Lotus Wants To Build Fatter Cars

Every automaker in the world faces pressure to grow their vehicles. A large part of that comes from increasingly tough crash restrictions that require better protection for passengers from all angles. It's a tall order, especially for small cars, and more so for a small manufacturer.

But this is Lotus, the sports car company founded and sustained upon Sir Colin Chapman's axiom "simplify, then add lightness." Lotus owners prize their cars for their lack of weight, allowing them to perform amazing feats of handling on track and street. Yet since the unveiling of the "new" Lotus at the Paris Auto Show last month, with a lineup of five ever-larger cars supposedly launching in 2014, fans have wondered how this new direction comported with Chapman's words for maintaining lightness.

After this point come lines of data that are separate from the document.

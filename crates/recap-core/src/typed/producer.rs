//! Typed producer helper.

use async_trait::async_trait;

use super::task::Task;
use crate::domain::{JobId, JobKind, NewJob, QueueError};
use crate::ports::QueueStore;

#[async_trait]
pub trait QueueStoreExt: QueueStore {
    /// Serialize `task` and enqueue it under `T::KIND`.
    async fn enqueue_task<T: Task>(&self, task: &T) -> Result<JobId, QueueError> {
        self.enqueue_job(new_job(task)?).await
    }
}

impl<S: QueueStore + ?Sized> QueueStoreExt for S {}

/// `NewJob` for a typed task, for callers that want to set `run_at` or `max_attempts`.
pub fn new_job<T: Task>(task: &T) -> Result<NewJob, QueueError> {
    let payload = serde_json::to_value(task)
        .map_err(|e| QueueError::handler(format!("cannot encode {} payload: {e}", T::KIND)))?;
    Ok(NewJob::new(JobKind::new(T::KIND), payload))
}
//! Clock port - 時刻の抽象化
//!
//! - `SystemClock`: 本番用
//! - `FixedClock`: テスト用（`advance()` で時刻を進められる）

use std::sync::Arc;
use std::sync::atomic::{AtomicI64, Ordering};
use std::time::Duration;

use chrono::{DateTime, Utc};

use crate::domain::job::after;

/// Clock は現在時刻を提供
pub trait Clock: Send + Sync {
    fn now(&self) -> DateTime<Utc>;
}

impl<C: Clock + ?Sized> Clock for Arc<C> {
    fn now(&self) -> DateTime<Utc> {
        (**self).now()
    }
}

#[derive(Debug, Clone, Copy, Default)]
pub struct SystemClock;

impl Clock for SystemClock {
    fn now(&self) -> DateTime<Utc> {
        Utc::now()
    }
}

/// A clock that only moves when told to. Microsecond resolution.
#[derive(Debug)]
pub struct FixedClock {
    micros: AtomicI64,
}

impl FixedClock {
    pub fn new(at: DateTime<Utc>) -> Self {
        Self {
            micros: AtomicI64::new(at.timestamp_micros()),
        }
    }

    pub fn set(&self, at: DateTime<Utc>) {
        self.micros.store(at.timestamp_micros(), Ordering::SeqCst);
    }

    pub fn advance(&self, by: Duration) {
        self.set(after(self.now(), by));
    }
}

impl Clock for FixedClock {
    fn now(&self) -> DateTime<Utc> {
        DateTime::from_timestamp_micros(self.micros.load(Ordering::SeqCst))
            .unwrap_or(DateTime::<Utc>::MIN_UTC)
    }
}
#[async_trait]
impl QueueStore for PgQueueStore {
    #[instrument(skip_all, fields(kind = %job.kind), err)]
    async fn enqueue_job(&self, job: NewJob) -> Result<JobId, QueueError> {
        let max_attempts = job.effective_max_attempts(self.default_max_attempts)?;
        let id = UlidGenerator::new(SystemClock).generate_job_id();

        sqlx::query(
            r#"
            INSERT INTO recap_jobs (id, kind, payload, state, attempts, max_attempts, next_run_at)
            VALUES ($1, $2, $3, 'pending', 0, $4, COALESCE($5, NOW()))
            "#,
        )
        .bind(id.as_ulid().to_string())
        .bind(job.kind.as_str())
        .bind(&job.payload)
        .bind(to_i32(max_attempts))
        .bind(job.run_at)
        .execute(&self.pool)
        .await?;

        self.sink.emit(&QueueEvent::Enqueued { job_id: id, kind: job.kind });
        Ok(id)
    }

    #[instrument(skip_all, fields(%worker), err)]
    async fn dequeue_and_lock(
        &self,
        worker: &WorkerId,
        lease: Duration,
    ) -> Result<Option<JobRecord>, QueueError> {
        self.fail_exhausted_leases().await?;

        let sql = format!(
            r#"
            WITH next AS (
                SELECT id, state AS prev_state, locked_by AS prev_owner
                FROM recap_jobs
                WHERE (state = 'pending' AND next_run_at <= NOW())
                   OR (state = 'active' AND lock_expires_at <= NOW() AND attempts < max_attempts)
                ORDER BY next_run_at, seq
                LIMIT 1
                FOR UPDATE SKIP LOCKED
            )
            UPDATE recap_jobs j
            SET state = 'active',
                attempts = j.attempts + 1,
                locked_by = $1,
                lock_expires_at = NOW() + ($2::bigint * INTERVAL '1 millisecond'),
                updated_at = NOW()
            FROM next
            WHERE j.id = next.id
            RETURNING {JOB_COLUMNS}, next.prev_state, next.prev_owner
            "#
        );

        let row = sqlx::query(&sql)
            .bind(worker.as_str())
            .bind(to_millis(lease))
            .fetch_optional(&self.pool)
            .await?;

        let Some(row) = row else {
            return Ok(None);
        };

        let job = job_from_row(&row)?;
        let prev_state: String = row.try_get("prev_state")?;
        let prev_owner: Option<String> = row.try_get("prev_owner")?;

        self.sink.emit(&if prev_state == JobState::Active.as_str() {
            QueueEvent::LeaseReclaimed {
                job_id: job.id,
                previous: prev_owner.map(WorkerId::new),
                worker: worker.clone(),
                attempt: job.attempts,
            }
        } else {
            QueueEvent::Locked {
                job_id: job.id,
                worker: worker.clone(),
                attempt: job.attempts,
            }
        });
        Ok(Some(job))
    }

    #[instrument(skip_all, fields(%job_id, %worker), err)]
    async fn complete(&self, job_id: JobId, worker: &WorkerId) -> Result<bool, QueueError> {
        let row = sqlx::query(
            r#"
            UPDATE recap_jobs
            SET state = 'completed',
                locked_by = NULL,
                lock_expires_at = NULL,
                updated_at = NOW()
            WHERE id = $1 AND state = 'active' AND locked_by = $2
            RETURNING attempts
            "#,
        )
        .bind(job_id.as_ulid().to_string())
        .bind(worker.as_str())
        .fetch_optional(&self.pool)
        .await?;

        let worker = worker.clone();
        match row {
            Some(row) => {
                self.sink.emit(&QueueEvent::Completed {
                    job_id,
                    worker,
                    attempts: to_u32(row.try_get("attempts")?),
                });
                Ok(true)
            }
            None => {
                self.sink.emit(&QueueEvent::LeaseLost { job_id, worker });
                Ok(false)
            }
        }
    }

    #[instrument(skip_all, fields(%job_id, %worker), err)]
    async fn fail(
        &self,
        job_id: JobId,
        worker: &WorkerId,
        error: &str,
        next_delay: Option<Duration>,
    ) -> Result<bool, QueueError> {
        let query = match next_delay {
            Some(delay) => sqlx::query(
                r#"
                UPDATE recap_jobs
                SET state = 'pending',
                    next_run_at = NOW() + ($4::bigint * INTERVAL '1 millisecond'),
                    last_error = $3,
                    locked_by = NULL,
                    lock_expires_at = NULL,
                    updated_at = NOW()
                WHERE id = $1 AND state = 'active' AND locked_by = $2
                RETURNING attempts
                "#,
            )
            .bind(job_id.as_ulid().to_string())
            .bind(worker.as_str())
            .bind(error)
            .bind(to_millis(delay)),
            None => sqlx::query(
                r#"
                UPDATE recap_jobs
                SET state = 'failed',
                    last_error = $3,
                    locked_by = NULL,
                    lock_expires_at = NULL,
                    updated_at = NOW()
                WHERE id = $1 AND state = 'active' AND locked_by = $2
                RETURNING attempts
                "#,
            )
            .bind(job_id.as_ulid().to_string())
            .bind(worker.as_str())
            .bind(error),
        };

        let Some(row) = query.fetch_optional(&self.pool).await? else {
            self.sink.emit(&QueueEvent::LeaseLost {
                job_id,
                worker: worker.clone(),
            });
            return Ok(false);
        };

        let attempts = to_u32(row.try_get("attempts")?);
        let error = error.to_string();
        self.sink.emit(&match next_delay {
            Some(delay) => QueueEvent::RetryScheduled { job_id, attempts, delay, error },
            None => QueueEvent::Failed { job_id, attempts, error },
        });
        Ok(true)
    }

    #[instrument(skip_all, fields(%job_id, %worker), err)]
    async fn renew_lease(
        &self,
        job_id: JobId,
        worker: &WorkerId,
        lease: Duration,
    ) -> Result<bool, QueueError> {
        let result = sqlx::query(
            r#"
            UPDATE recap_jobs
            SET lock_expires_at = NOW() + ($3::bigint * INTERVAL '1 millisecond'),
                updated_at = NOW()
            WHERE id = $1 AND state = 'active' AND locked_by = $2
            "#,
        )
        .bind(job_id.as_ulid().to_string())
        .bind(worker.as_str())
        .bind(to_millis(lease))
        .execute(&self.pool)
        .await?;

        let renewed = result.rows_affected() == 1;
        let worker = worker.clone();
        self.sink.emit(&if renewed {
            QueueEvent::LeaseRenewed { job_id, worker }
        } else {
            QueueEvent::LeaseLost { job_id, worker }
        });
        Ok(renewed)
    }

    async fn get(&self, job_id: JobId) -> Result<Option<JobRecord>, QueueError> {
        let sql = format!("SELECT {JOB_COLUMNS} FROM recap_jobs j WHERE j.id = $1");
        let row = sqlx::query(&sql)
            .bind(job_id.as_ulid().to_string())
            .fetch_optional(&self.pool)
            .await?;
        row.as_ref().map(job_from_row).transpose()
    }

    async fn counts(&self) -> Result<QueueCounts, QueueError> {
        let rows = sqlx::query("SELECT state, COUNT(*) AS n FROM recap_jobs GROUP BY state")
            .fetch_all(&self.pool)
            .await?;

        let mut counts = QueueCounts::default();
        for row in rows {
            let state: String = row.try_get("state")?;
            let n = usize::try_from(row.try_get::<i64, _>("n")?).unwrap_or(0);
            match parse_state(&state)? {
                JobState::Pending => counts.pending = n,
                JobState::Active => counts.active = n,
                JobState::Completed => counts.completed = n,
                JobState::Failed => counts.failed = n,
            }
        }
        Ok(counts)
    }

    async fn list_failed(&self, limit: usize) -> Result<Vec<JobRecord>, QueueError> {
        let sql = format!(
            "SELECT {JOB_COLUMNS} FROM recap_jobs j WHERE j.state = 'failed' ORDER BY j.seq LIMIT $1"
        );
        let rows = sqlx::query(&sql)
            .bind(i64::try_from(limit).unwrap_or(i64::MAX))
            .fetch_all(&self.pool)
            .await?;
        rows.iter().map(job_from_row).collect()
    }

    #[instrument(skip_all, fields(%job_id), err)]
    async fn requeue_failed(&self, job_id: JobId) -> Result<bool, QueueError> {
        let result = sqlx::query(
            r#"
            UPDATE recap_jobs
            SET state = 'pending',
                attempts = 0,
                next_run_at = NOW(),
                locked_by = NULL,
                lock_expires_at = NULL,
                updated_at = NOW()
            WHERE id = $1 AND state = 'failed'
            "#,
        )
        .bind(job_id.as_ulid().to_string())
        .execute(&self.pool)
        .await?;

        let requeued = result.rows_affected() == 1;
        if requeued {
            self.sink.emit(&QueueEvent::Requeued { job_id });
        }
        Ok(requeued)
    }

    #[instrument(skip(self), err)]
    async fn reap_expired_leases(&self) -> Result<Vec<JobId>, QueueError> {
        self.fail_exhausted_leases().await?;

        let rows = sqlx::query(
            r#"
            WITH expired AS (
                SELECT id, locked_by
                FROM recap_jobs
                WHERE state = 'active' AND lock_expires_at <= NOW()
                FOR UPDATE SKIP LOCKED
            )
            UPDATE recap_jobs j
            SET state = 'pending',
                locked_by = NULL,
                lock_expires_at = NULL,
                updated_at = NOW()
            FROM expired
            WHERE j.id = expired.id
            RETURNING j.id, expired.locked_by AS previous
            "#,
        )
        .fetch_all(&self.pool)
        .await?;

        let mut released = Vec::with_capacity(rows.len());
        for row in rows {
            let job_id = parse_job_id(row.try_get("id")?)?;
            let previous: Option<String> = row.try_get("previous")?;
            self.sink.emit(&QueueEvent::LeaseExpired {
                job_id,
                previous: previous.map(WorkerId::new),
            });
            released.push(job_id);
        }
        Ok(released)
    }
}
//! WorkerPool - poll → lock → handle → complete / fail
//!
//! - worker 同士は何も共有しない。協調はすべて `QueueStore` 経由
//! - shutdown は「新しい job を取らない」だけ。実行中の job は最後まで走らせる
//! - lease は手放さない。落ちた worker の lease は期限切れで回収される

use std::sync::Arc;
use std::sync::atomic::{AtomicU64, Ordering};
use std::time::Duration;

use rand::Rng;
use serde::Serialize;
use tokio::sync::watch;
use tokio::task::JoinHandle;
use tokio::time::Instant;
use tracing::{Instrument, debug, error, info, info_span, warn};

use super::context::JobContext;
use super::reaper::reaper_loop;
use crate::domain::{JobRecord, QueueError, RetryPolicy, WorkerId};
use crate::ports::QueueStore;
use crate::typed::HandlerRegistry;

#[derive(Debug, Clone, PartialEq, Eq)]
pub struct WorkerPoolConfig {
    /// Prefix for worker ids (`<name>-<index>`).
    pub name: String,
    pub concurrency: usize,

    /// Sleep after an empty poll.
    pub poll_interval: Duration,

    /// Random extra sleep in `[0, poll_jitter]` added to each empty-poll sleep.
    pub poll_jitter: Duration,

    pub lease_duration: Duration,

    /// Advisory execution budget, enforced through `JobContext::checkpoint`.
    pub job_timeout: Option<Duration>,

    /// Run a lease reaper alongside the workers.
    pub reap_interval: Option<Duration>,
}

impl Default for WorkerPoolConfig {
    fn default() -> Self {
        Self {
            name: "recap".to_string(),
            concurrency: 4,
            poll_interval: Duration::from_secs(1),
            poll_jitter: Duration::from_millis(250),
            lease_duration: Duration::from_secs(30),
            job_timeout: Some(Duration::from_secs(120)),
            reap_interval: Some(Duration::from_secs(15)),
        }
    }
}

/// Snapshot of the pool counters.
#[derive(Debug, Clone, Copy, Default, PartialEq, Eq, Serialize)]
pub struct PoolStats {
    /// Jobs taken from the store.
    pub processed: u64,
    pub succeeded: u64,

    /// Failures rescheduled with a backoff delay.
    pub retried: u64,

    /// Terminal failures.
    pub failed: u64,

    /// Jobs abandoned because another worker reclaimed the lease.
    pub lease_lost: u64,

    pub storage_errors: u64,
}

#[derive(Debug, Default)]
struct Counters {
    processed: AtomicU64,
    succeeded: AtomicU64,
    retried: AtomicU64,
    failed: AtomicU64,
    lease_lost: AtomicU64,
    storage_errors: AtomicU64,
}

impl Counters {
    fn bump(counter: &AtomicU64) {
        counter.fetch_add(1, Ordering::Relaxed);
    }

    fn snapshot(&self) -> PoolStats {
        PoolStats {
            processed: self.processed.load(Ordering::Relaxed),
            succeeded: self.succeeded.load(Ordering::Relaxed),
            retried: self.retried.load(Ordering::Relaxed),
            failed: self.failed.load(Ordering::Relaxed),
            lease_lost: self.lease_lost.load(Ordering::Relaxed),
            storage_errors: self.storage_errors.load(Ordering::Relaxed),
        }
    }
}

/// Everything a worker loop needs. Shared read-only between workers.
struct Shared {
    store: Arc<dyn QueueStore>,
    registry: Arc<HandlerRegistry>,
    policy: RetryPolicy,
    config: WorkerPoolConfig,
    counters: Counters,
}

pub struct WorkerPool;

impl WorkerPool {
    /// Spawn `config.concurrency` workers (plus the reaper, if configured).
    pub fn spawn(
        config: WorkerPoolConfig,
        store: Arc<dyn QueueStore>,
        registry: Arc<HandlerRegistry>,
        policy: RetryPolicy,
    ) -> WorkerPoolHandle {
        let (shutdown_tx, shutdown_rx) = watch::channel(false);
        let worker_ids: Vec<WorkerId> = (0..config.concurrency)
            .map(|i| WorkerId::for_pool(&config.name, i))
            .collect();
        let reap_interval = config.reap_interval;

        let shared = Arc::new(Shared {
            store,
            registry,
            policy,
            config,
            counters: Counters::default(),
        });

        let mut joins = Vec::with_capacity(worker_ids.len() + 1);
        for worker in worker_ids.iter().cloned() {
            let shared = Arc::clone(&shared);
            let rx = shutdown_rx.clone();
            joins.push(tokio::spawn(async move {
                worker_loop(worker, shared, rx).await;
            }));
        }

        if let Some(interval) = reap_interval {
            let store = Arc::clone(&shared.store);
            let rx = shutdown_rx.clone();
            joins.push(tokio::spawn(async move {
                reaper_loop(store, interval, rx).await;
            }));
        }

        info!(pool = %shared.config.name, workers = worker_ids.len(), "worker pool started");

        WorkerPoolHandle {
            shutdown_tx,
            joins,
            shared,
            worker_ids,
        }
    }
}

/// Handle to a running pool.
/// - `request_shutdown()`: 新しい job の取得を止める（実行中の job は完走する）
/// - `shutdown_and_join()`: 全 worker の終了を待ち、最終的な `PoolStats` を返す
pub struct WorkerPoolHandle {
    shutdown_tx: watch::Sender<bool>,
    joins: Vec<JoinHandle<()>>,
    shared: Arc<Shared>,
    worker_ids: Vec<WorkerId>,
}

impl WorkerPoolHandle {
    pub fn request_shutdown(&self) {
        // receivers may already be gone
        let _ = self.shutdown_tx.send(true);
    }

    /// Stop, wait for every worker, and return the final counters
    /// (including jobs that finished during shutdown).
    pub async fn shutdown_and_join(self) -> PoolStats {
        self.request_shutdown();
        for join in self.joins {
            if let Err(e) = join.await {
                error!(error = %e, "worker task panicked");
            }
        }
        let stats = self.shared.counters.snapshot();
        info!(pool = %self.shared.config.name, succeeded = stats.succeeded, failed = stats.failed, "worker pool stopped");
        stats
    }

    pub fn stats(&self) -> PoolStats {
        self.shared.counters.snapshot()
    }

    pub fn worker_ids(&self) -> &[WorkerId] {
        &self.worker_ids
    }
}

async fn worker_loop(worker: WorkerId, shared: Arc<Shared>, mut shutdown_rx: watch::Receiver<bool>) {
    debug!(%worker, "worker started");
    let lease = shared.config.lease_duration;

    loop {
        if *shutdown_rx.borrow() {
            break;
        }

        let job = match shared.store.dequeue_and_lock(&worker, lease).await {
            Ok(Some(job)) => job,
            Ok(None) => {
                let pause = shared.config.poll_interval + jitter(shared.config.poll_jitter);
                if sleep_or_shutdown(pause, &mut shutdown_rx).await {
                    break;
                }
                continue;
            }
            Err(e) => {
                Counters::bump(&shared.counters.storage_errors);
                error!(%worker, error = %e, "dequeue failed");
                if sleep_or_shutdown(shared.config.poll_interval, &mut shutdown_rx).await {
                    break;
                }
                continue;
            }
        };

        // shutdown is not observed while a job runs
        let span = info_span!(
            "job",
            job_id = %job.id,
            kind = %job.kind,
            attempt = job.attempts,
            %worker
        );
        run_job(&worker, &shared, job).instrument(span).await;
    }

    debug!(%worker, "worker stopped");
}

async fn run_job(worker: &WorkerId, shared: &Shared, job: JobRecord) {
    let counters = &shared.counters;
    Counters::bump(&counters.processed);

    let Some(handler) = shared.registry.get(&job.kind) else {
        // no handler will ever appear: terminal, no retry
        let err = QueueError::UnknownJobKind(job.kind.clone());
        warn!(error = %err, "unknown job kind");
        report_failure(worker, shared, &job, &err, None).await;
        return;
    };

    let ctx = JobContext::new(
        &job,
        worker.clone(),
        Arc::clone(&shared.store),
        shared.config.lease_duration,
        shared.config.job_timeout,
    );
    let started = Instant::now();
    let result = handler.handle(&ctx, &job.payload).await;
    let result = match (result, shared.config.job_timeout) {
        (Ok(()), Some(limit)) if started.elapsed() > limit => Err(QueueError::TimedOut(limit)),
        (result, _) => result,
    };

    match result {
        Ok(()) => match shared.store.complete(job.id, worker).await {
            Ok(true) => {
                Counters::bump(&counters.succeeded);
                info!(elapsed_ms = elapsed_ms(started), "job completed");
            }
            Ok(false) => {
                Counters::bump(&counters.lease_lost);
                warn!("lease lost before completion; result discarded");
            }
            Err(e) => {
                Counters::bump(&counters.storage_errors);
                error!(error = %e, "complete failed; lease will expire and the job will rerun");
            }
        },
        Err(QueueError::LeaseLost(_)) => {
            Counters::bump(&counters.lease_lost);
            info!("lease lost; abandoning job");
        }
        Err(err) => {
            let delay = if retryable(&err) {
                shared.policy.decide(job.attempts, job.max_attempts).delay()
            } else {
                None
            };
            report_failure(worker, shared, &job, &err, delay).await;
        }
    }
}

/// Handler-side storage errors (e.g. from `checkpoint`) go through the retry
/// policy like any other transient failure.
fn retryable(err: &QueueError) -> bool {
    err.is_retryable() || matches!(err, QueueError::Storage(_))
}

async fn report_failure(
    worker: &WorkerId,
    shared: &Shared,
    job: &JobRecord,
    err: &QueueError,
    delay: Option<Duration>,
) {
    let counters = &shared.counters;
    match shared.store.fail(job.id, worker, &err.to_string(), delay).await {
        Ok(true) => match delay {
            Some(delay) => {
                Counters::bump(&counters.retried);
                warn!(error = %err, delay_ms = duration_ms(delay), "attempt failed; retry scheduled");
            }
            None => {
                Counters::bump(&counters.failed);
                error!(error = %err, attempts = job.attempts, "job failed");
            }
        },
        Ok(false) => {
            Counters::bump(&counters.lease_lost);
            warn!(error = %err, "lease lost before failure could be recorded");
        }
        Err(e) => {
            Counters::bump(&counters.storage_errors);
            error!(error = %e, handler_error = %err, "fail failed; lease will expire and the job will rerun");
        }
    }
}

/// Returns `true` when shutdown was requested (or the pool handle is gone).
async fn sleep_or_shutdown(pause: Duration, shutdown_rx: &mut watch::Receiver<bool>) -> bool {
    tokio::select! {
        changed = shutdown_rx.changed() => changed.is_err() || *shutdown_rx.borrow(),
        _ = tokio::time::sleep(pause) => false,
    }
}

fn jitter(max: Duration) -> Duration {
    let max_ms = duration_ms(max);
    if max_ms == 0 {
        return Duration::ZERO;
    }
    Duration::from_millis(rand::thread_rng().gen_range(0..=max_ms))
}

fn duration_ms(d: Duration) -> u64 {
    u64::try_from(d.as_millis()).unwrap_or(u64::MAX)
}

fn elapsed_ms(started: Instant) -> u64 {
    duration_ms(started.elapsed())
}

#[cfg(test)]
mod tests {
    use super::*;

    #[test]
    fn jitter_stays_within_bound() {
        assert_eq!(jitter(Duration::ZERO), Duration::ZERO);
        for _ in 0..100 {
            assert!(jitter(Duration::from_millis(50)) <= Duration::from_millis(50));
        }
    }

    #[test]
    fn storage_errors_inside_handlers_are_retried() {
        assert!(retryable(&QueueError::Storage("connection reset".into())));
        assert!(retryable(&QueueError::handler("llm 503")));
        assert!(!retryable(&QueueError::Config("bad".into())));
    }

    #[tokio::test]
    async fn sleep_returns_early_on_shutdown() {
        let (tx, mut rx) = watch::channel(false);
        let sleeper = tokio::spawn(async move { sleep_or_shutdown(Duration::from_secs(60), &mut rx).await });
        tx.send(true).unwrap();
        assert!(sleeper.await.unwrap());
    }

    #[tokio::test]
    async fn sleep_stops_when_handle_is_dropped() {
        let (tx, mut rx) = watch::channel(false);
        drop(tx);
        assert!(sleep_or_shutdown(Duration::from_secs(60), &mut rx).await);
    }
}
//! HandlerRegistry - job kind -> handler
//!
//! 起動時に組み立て（mutable）、実行時は `Arc` で共有して読むだけ（immutable）。
//! ロックは不要。

use std::collections::HashMap;
use std::sync::Arc;

use super::handler::{Handler, JobHandler, TypedHandler};
use super::task::Task;
use crate::domain::{JobKind, QueueError};

#[derive(Default)]
pub struct HandlerRegistry {
    handlers: HashMap<JobKind, Arc<dyn JobHandler>>,
}

impl HandlerRegistry {
    pub fn new() -> Self {
        Self::default()
    }

    /// Register an untyped handler. A kind can be registered only once.
    pub fn register(
        &mut self,
        kind: impl Into<JobKind>,
        handler: Arc<dyn JobHandler>,
    ) -> Result<(), QueueError> {
        let kind = kind.into();
        if self.handlers.contains_key(&kind) {
            return Err(QueueError::DuplicateHandler(kind));
        }
        self.handlers.insert(kind, handler);
        Ok(())
    }

    /// Register a typed handler under `T::KIND`.
    pub fn register_typed<T: Task, H: Handler<T> + 'static>(
        &mut self,
        handler: H,
    ) -> Result<(), QueueError> {
        self.register(T::KIND, Arc::new(TypedHandler::<T, H>::new(handler)))
    }

    pub fn get(&self, kind: &JobKind) -> Option<Arc<dyn JobHandler>> {
        self.handlers.get(kind).cloned()
    }

    pub fn contains(&self, kind: &str) -> bool {
        self.handlers.contains_key(&JobKind::new(kind))
    }

    /// Registered kinds, sorted.
    pub fn kinds(&self) -> Vec<JobKind> {
        let mut kinds: Vec<JobKind> = self.handlers.keys().cloned().collect();
        kinds.sort_by(|a, b| a.as_str().cmp(b.as_str()));
        kinds
    }

    pub fn len(&self) -> usize {
        self.handlers.len()
    }

    pub fn is_empty(&self) -> bool {
        self.handlers.is_empty()
    }
}

#[cfg(test)]
mod tests {
    use async_trait::async_trait;

    use super::*;
    use crate::app::JobContext;
    use crate::typed::SummarizeMeeting;

    struct Noop;

    #[async_trait]
    impl JobHandler for Noop {
        async fn handle(&self, _ctx: &JobContext, _payload: &serde_json::Value) -> Result<(), QueueError> {
            Ok(())
        }
    }

    struct Summarize;

    #[async_trait]
    impl Handler<SummarizeMeeting> for Summarize {
        async fn handle(&self, _ctx: &JobContext, _task: SummarizeMeeting) -> Result<(), QueueError> {
            Ok(())
        }
    }

    #[test]
    fn register_and_get() {
        let mut registry = HandlerRegistry::new();
        registry.register("render_pdf", Arc::new(Noop)).unwrap();
        registry.register_typed::<SummarizeMeeting, _>(Summarize).unwrap();

        assert!(registry.get(&JobKind::new("summarize")).is_some());
        assert!(registry.get(&JobKind::new("render_pdf")).is_some());
        assert!(registry.get(&JobKind::new("push_slack")).is_none());
        assert_eq!(
            registry.kinds(),
            vec![JobKind::new("render_pdf"), JobKind::new("summarize")]
        );
    }

    #[test]
    fn double_registration_is_rejected() {
        let mut registry = HandlerRegistry::new();
        registry.register_typed::<SummarizeMeeting, _>(Summarize).unwrap();

        let err = registry.register("summarize", Arc::new(Noop)).unwrap_err();
        assert!(matches!(err, QueueError::DuplicateHandler(kind) if kind.as_str() == "summarize"));
        assert_eq!(registry.len(), 1);
    }
}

Lotus Wants To Build Fatter Cars

Our plan was to have Lotus walk us around its new Elise and old Elise and show us where weight was added, and how much had been required by safety rules. It was a great opportunity for them to get a message out that Lotus fans have not been forgotten — and that complexity was being added out of necessity, not desire. This time around, Bahar walked out and gave us a tongue-lashing, and completely rejected our premise on face. We caught a snippet of on video:

So, there's your answer, Lotus fans. You heard it here. It's not just regulations; Lotus believes cars have to get heavier because of the thinking that goes into them. That what happens when you spend less time building on Colin Chapman's legacy and more time with the brothers Baldwin.